Extracted records:
++++++++++++++++++++

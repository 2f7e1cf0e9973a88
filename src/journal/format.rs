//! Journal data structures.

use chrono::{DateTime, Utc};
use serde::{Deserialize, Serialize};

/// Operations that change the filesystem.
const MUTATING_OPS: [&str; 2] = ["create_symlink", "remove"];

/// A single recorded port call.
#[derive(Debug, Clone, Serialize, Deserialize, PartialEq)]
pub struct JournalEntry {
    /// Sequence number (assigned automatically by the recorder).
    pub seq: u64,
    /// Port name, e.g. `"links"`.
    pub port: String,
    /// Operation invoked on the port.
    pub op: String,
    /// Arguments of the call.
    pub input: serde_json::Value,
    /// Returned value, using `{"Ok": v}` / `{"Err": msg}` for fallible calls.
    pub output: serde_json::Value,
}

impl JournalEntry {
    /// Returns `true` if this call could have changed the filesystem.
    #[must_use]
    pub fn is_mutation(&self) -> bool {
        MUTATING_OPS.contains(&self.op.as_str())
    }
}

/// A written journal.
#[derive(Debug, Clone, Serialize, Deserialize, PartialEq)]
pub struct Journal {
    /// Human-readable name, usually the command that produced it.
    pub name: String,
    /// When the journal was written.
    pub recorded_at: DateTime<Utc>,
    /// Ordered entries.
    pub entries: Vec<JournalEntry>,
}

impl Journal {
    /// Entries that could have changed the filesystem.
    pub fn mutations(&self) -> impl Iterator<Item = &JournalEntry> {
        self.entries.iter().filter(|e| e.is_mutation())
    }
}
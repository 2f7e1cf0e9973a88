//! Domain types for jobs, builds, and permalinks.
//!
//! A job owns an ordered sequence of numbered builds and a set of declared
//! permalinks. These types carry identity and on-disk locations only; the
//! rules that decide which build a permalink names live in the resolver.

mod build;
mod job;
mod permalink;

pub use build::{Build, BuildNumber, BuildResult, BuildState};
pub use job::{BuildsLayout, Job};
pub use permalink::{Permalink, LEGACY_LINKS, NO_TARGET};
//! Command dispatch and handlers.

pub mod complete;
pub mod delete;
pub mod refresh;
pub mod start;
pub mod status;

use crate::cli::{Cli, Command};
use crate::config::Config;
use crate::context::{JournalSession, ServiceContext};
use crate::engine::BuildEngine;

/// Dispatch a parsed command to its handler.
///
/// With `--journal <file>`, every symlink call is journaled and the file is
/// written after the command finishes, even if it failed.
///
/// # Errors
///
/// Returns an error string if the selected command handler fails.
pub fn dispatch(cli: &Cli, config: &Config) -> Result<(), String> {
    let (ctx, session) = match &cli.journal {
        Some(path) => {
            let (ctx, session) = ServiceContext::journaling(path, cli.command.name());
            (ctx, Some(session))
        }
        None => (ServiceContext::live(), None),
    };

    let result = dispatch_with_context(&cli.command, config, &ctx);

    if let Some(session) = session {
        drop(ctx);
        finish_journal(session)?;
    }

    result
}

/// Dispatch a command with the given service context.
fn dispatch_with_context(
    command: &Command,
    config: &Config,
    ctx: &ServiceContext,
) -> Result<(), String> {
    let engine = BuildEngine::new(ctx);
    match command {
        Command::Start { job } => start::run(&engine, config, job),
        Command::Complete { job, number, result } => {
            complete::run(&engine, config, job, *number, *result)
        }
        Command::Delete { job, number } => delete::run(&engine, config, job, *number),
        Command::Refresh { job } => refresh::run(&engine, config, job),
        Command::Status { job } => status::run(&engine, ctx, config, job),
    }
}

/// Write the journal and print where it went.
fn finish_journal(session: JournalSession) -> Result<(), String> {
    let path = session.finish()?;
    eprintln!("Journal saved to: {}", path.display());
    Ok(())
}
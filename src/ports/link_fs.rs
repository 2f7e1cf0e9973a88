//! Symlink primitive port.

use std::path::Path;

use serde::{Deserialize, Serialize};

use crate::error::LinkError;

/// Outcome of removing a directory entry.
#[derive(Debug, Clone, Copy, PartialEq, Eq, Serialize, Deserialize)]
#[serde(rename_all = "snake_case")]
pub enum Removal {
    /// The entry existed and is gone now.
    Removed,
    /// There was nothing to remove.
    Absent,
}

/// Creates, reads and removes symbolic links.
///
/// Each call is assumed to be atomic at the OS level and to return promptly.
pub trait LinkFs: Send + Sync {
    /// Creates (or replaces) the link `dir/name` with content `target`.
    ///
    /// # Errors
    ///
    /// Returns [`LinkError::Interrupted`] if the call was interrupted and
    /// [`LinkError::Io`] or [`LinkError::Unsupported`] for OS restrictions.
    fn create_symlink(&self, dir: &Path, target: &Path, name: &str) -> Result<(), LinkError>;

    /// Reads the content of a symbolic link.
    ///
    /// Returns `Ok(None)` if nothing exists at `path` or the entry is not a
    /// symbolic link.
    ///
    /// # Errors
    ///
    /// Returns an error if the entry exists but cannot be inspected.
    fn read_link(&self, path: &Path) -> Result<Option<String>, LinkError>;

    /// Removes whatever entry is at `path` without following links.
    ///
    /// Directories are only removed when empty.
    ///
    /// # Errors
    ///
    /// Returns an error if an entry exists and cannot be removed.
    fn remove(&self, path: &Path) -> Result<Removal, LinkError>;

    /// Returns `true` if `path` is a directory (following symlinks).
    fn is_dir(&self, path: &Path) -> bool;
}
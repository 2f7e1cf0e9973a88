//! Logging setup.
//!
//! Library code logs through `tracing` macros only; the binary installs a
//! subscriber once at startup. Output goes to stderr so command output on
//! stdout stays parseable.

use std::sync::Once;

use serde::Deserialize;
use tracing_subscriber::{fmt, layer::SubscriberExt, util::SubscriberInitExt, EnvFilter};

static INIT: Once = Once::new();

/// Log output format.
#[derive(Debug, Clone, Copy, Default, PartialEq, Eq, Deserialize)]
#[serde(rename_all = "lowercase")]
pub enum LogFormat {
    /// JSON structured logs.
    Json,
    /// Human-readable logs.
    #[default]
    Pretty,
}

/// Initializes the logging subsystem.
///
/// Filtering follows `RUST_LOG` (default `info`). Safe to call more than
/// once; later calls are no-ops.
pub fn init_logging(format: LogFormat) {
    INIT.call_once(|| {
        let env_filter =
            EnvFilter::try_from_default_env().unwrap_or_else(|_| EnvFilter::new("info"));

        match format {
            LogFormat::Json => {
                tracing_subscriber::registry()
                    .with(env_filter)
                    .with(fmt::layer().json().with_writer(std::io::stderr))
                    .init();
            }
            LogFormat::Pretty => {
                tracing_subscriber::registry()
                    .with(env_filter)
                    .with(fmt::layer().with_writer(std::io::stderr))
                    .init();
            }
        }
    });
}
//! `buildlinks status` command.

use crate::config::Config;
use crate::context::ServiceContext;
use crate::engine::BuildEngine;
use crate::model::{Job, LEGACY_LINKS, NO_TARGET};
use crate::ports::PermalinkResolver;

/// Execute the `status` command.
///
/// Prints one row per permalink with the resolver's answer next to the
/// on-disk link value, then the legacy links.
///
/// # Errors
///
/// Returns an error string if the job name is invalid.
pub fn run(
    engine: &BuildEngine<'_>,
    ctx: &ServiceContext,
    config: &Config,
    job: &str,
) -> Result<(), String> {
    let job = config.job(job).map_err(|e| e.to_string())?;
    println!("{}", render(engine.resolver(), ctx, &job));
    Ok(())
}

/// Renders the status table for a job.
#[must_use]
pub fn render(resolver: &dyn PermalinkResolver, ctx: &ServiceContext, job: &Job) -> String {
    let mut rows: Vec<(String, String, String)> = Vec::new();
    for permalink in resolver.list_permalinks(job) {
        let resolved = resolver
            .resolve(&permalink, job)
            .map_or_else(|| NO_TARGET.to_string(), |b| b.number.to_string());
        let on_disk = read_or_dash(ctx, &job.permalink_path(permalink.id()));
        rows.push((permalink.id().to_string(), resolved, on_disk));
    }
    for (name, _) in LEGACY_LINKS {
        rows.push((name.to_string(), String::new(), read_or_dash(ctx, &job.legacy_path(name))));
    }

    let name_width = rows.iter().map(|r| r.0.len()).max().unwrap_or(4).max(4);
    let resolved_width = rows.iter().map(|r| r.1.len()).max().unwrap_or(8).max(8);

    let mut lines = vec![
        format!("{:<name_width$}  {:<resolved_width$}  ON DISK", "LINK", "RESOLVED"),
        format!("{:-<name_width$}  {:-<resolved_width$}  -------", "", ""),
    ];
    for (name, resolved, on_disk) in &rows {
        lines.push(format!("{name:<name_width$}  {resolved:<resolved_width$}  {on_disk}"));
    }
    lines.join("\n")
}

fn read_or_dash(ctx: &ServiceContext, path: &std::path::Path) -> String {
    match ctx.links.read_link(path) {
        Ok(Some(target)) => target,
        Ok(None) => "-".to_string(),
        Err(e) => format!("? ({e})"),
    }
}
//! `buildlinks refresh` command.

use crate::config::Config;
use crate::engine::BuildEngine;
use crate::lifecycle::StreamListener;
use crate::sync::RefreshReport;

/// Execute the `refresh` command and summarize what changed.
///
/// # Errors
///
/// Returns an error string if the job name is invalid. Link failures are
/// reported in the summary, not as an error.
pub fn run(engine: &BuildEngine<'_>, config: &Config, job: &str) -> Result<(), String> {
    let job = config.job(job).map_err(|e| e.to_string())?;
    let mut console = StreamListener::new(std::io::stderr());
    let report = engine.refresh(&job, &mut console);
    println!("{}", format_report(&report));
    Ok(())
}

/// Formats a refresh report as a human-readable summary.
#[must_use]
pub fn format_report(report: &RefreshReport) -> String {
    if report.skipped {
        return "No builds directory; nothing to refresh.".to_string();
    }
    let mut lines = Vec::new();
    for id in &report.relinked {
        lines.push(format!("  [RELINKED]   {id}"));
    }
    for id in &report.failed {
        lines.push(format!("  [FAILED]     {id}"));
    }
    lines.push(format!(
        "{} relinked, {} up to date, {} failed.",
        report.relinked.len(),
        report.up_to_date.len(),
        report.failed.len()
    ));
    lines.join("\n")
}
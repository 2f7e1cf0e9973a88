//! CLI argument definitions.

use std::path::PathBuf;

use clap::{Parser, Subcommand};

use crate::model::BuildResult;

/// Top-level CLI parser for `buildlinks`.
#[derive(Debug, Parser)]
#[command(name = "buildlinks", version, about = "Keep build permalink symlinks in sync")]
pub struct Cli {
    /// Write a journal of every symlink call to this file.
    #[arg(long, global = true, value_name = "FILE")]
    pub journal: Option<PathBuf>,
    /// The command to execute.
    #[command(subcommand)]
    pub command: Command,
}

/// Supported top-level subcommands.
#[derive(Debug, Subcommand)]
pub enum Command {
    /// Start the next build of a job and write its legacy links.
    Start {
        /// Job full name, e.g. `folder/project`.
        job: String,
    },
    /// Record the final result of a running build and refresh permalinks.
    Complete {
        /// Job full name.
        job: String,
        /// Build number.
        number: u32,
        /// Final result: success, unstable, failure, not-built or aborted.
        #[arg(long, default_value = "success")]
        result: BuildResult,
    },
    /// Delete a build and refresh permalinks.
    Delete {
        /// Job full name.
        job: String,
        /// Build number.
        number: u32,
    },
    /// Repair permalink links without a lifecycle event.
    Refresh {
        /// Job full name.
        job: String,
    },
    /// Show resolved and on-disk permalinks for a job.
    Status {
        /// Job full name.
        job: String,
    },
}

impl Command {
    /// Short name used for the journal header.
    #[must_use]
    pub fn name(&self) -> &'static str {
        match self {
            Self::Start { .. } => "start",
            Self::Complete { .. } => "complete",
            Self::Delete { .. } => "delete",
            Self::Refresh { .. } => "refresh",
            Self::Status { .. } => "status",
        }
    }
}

++++++++++++++++++++

• **BRIEF**
In the entries above, the lines between the one holding "as an error." and the one holding "use crate::model::BuildResult;", inclusive, are to be printed exactly as written, and those alone.

• **WORKED SOLUTION**
/// reported in the summary, not as an error.
pub fn run(engine: &BuildEngine<'_>, config: &Config, job: &str) -> Result<(), String> {
    let job = config.job(job).map_err(|e| e.to_string())?;
    let mut console = StreamListener::new(std::io::stderr());
    let report = engine.refresh(&job, &mut console);
    println!("{}", format_report(&report));
    Ok(())
}

/// Formats a refresh report as a human-readable summary.
#[must_use]
pub fn format_report(report: &RefreshReport) -> String {
    if report.skipped {
        return "No builds directory; nothing to refresh.".to_string();
    }
    let mut lines = Vec::new();
    for id in &report.relinked {
        lines.push(format!("  [RELINKED]   {id}"));
    }
    for id in &report.failed {
        lines.push(format!("  [FAILED]     {id}"));
    }
    lines.push(format!(
        "{} relinked, {} up to date, {} failed.",
        report.relinked.len(),
        report.up_to_date.len(),
        report.failed.len()
    ));
    lines.join("\n")
}
repository 2f7e1cf0e9973a88
//! CLI argument definitions.

use std::path::PathBuf;

use clap::{Parser, Subcommand};

use crate::model::BuildResult;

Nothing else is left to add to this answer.